Su ticarileştirilemez
Sular sermaye kontrolüne ve hizmetine sunulması ve insanların suya erişmek için para ödemek zorunda olması asla kabul edilemez. Elbette su sadece insanlara özel bir varlık da değil. Diğer canlıların para ile ilişkisinin olmaması onların ölüm fermanı anlamına gelmektedir. Suyun ticarileştirilmesini o kadar çok kanıksamış durumdayız ki, şişe sularını bile kabullenip yaşamımızın bir parçası haline getirilmesine yeteri kadar tepki gösterememiş olmamız sonucu ‘işlenmiş’ 05, LTt suya 8-10 lira ödemek zorunda kalırken, damacana sular ortalama 100 liraya ulaştı. Nitelikli kaynak suları zengin sınıfların ulaşabileceği lüks bir ‘mala’ dönüştürülürken, dünya üzerinde su kıtlığı bazı bölgelerde can almaya devam ediyor ve buzullar hızla erirken, iklim değişikliği yaşamı uçurumun kıyısına taşıyor.
Su sermayenin elinde
Türkiye’de ‘şişelenmiş su’ yaşamımızın bir parçası oldu. Piyasa adı verilen ticarileşme sürecine bağlanan suları şişeleyerek satan ve ‘piyasanın’ en büyüklerinden biri olan Erikli Su, Bursa’da kurulmuş olan ve Uludağ’ın sularını doğadan çalan bir şirket. Bu şirketin satış rakamları Uludağ suyu ile bunu sağlayamayacağı görülürken, Bursa’nın kirlenmiş yeraltı sularını ‘işleyerek’ kaynak suyu iddiasıyla piyasalaştırdığı biliniyor.
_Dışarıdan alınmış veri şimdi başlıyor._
//! Submission timing statistics exposed on `/stats`.

use std::sync::atomic::{AtomicU64, Ordering};
use std::time::Duration;

use serde::Serialize;

#[derive(Debug, Default)]
pub struct RequestStats {
    requests: AtomicU64,
    total_nanos: AtomicU64,
}

#[derive(Debug, Clone, Copy, PartialEq, Eq, Serialize)]
#[serde(rename_all = "camelCase")]
pub struct StatsSnapshot {
    pub requests: u64,
    pub average_nanoseconds: u64,
}

impl RequestStats {
    pub fn new() -> Self {
        Self::default()
    }

    pub fn record(&self, elapsed: Duration) {
        let nanos = u64::try_from(elapsed.as_nanos()).unwrap_or(u64::MAX);
        self.total_nanos.fetch_add(nanos, Ordering::Relaxed);
        self.requests.fetch_add(1, Ordering::Relaxed);
    }

    /// Count and mean duration. Concurrent `record` calls may be observed
    /// half-applied; the figures are advisory.
    pub fn snapshot(&self) -> StatsSnapshot {
        let requests = self.requests.load(Ordering::Relaxed);
        let total = self.total_nanos.load(Ordering::Relaxed);
        StatsSnapshot {
            requests,
            average_nanoseconds: total.checked_div(requests).unwrap_or(0),
        }
    }
}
Erikli Su, 2006 yılında yüzde 60 hissesini dünya tekeli Nestle şirketinin ‘Nestle Su’yuna sattı. Nestle Su ise 2002 yılında Antepli Konukoğlu gurubu ile ortaklık kurup Nestle Pure Life markalı suyu çıkarmaya başlamıştı. Bir avuç sermayenin eline teslim edilen sular aynı zamanda birçok belediye tarafından da şişelenerek satılmaya başlanırken, asıl işleri olan halkın temiz ve nitelikli suya erişimi yok sayılmaktadır.
Yerel seçimler ve su!
Yaşamsal kaynağımız olan suyu, İstanbul’da ve Türkiye’nin her yerinde en önemli seçim kriteri haline getirmek zorunda. Bir ailenin temel ihtiyaçlarını karşılayacak miktardaki suyun ücretsiz olmasını, su üzerinden kâr elde etmeye çalışanlara karşı çıkmayı, suyun ticari bir meta gibi maliyet hesapları yaparak halka iletmeye çalışanlar reddedilmeli. Konturlu su sayacı yasaklanmalı, Türkiye’nin ve İstanbul’un tüm su kaynaklarının derhal koruma altına alınarak imara, madenlere ve enerjiye teslim edilmesi derhal durdurulmalıdır. Sermayenin hizmetinde ki belediye ile halkın belediyesi arasındaki en önemli fark yaşamsal ihtiyacımız olan alanlarda ortaya çıkacağı ve buna göre yerel seçimlere yaklaşılması ise bir insanlık görevidir.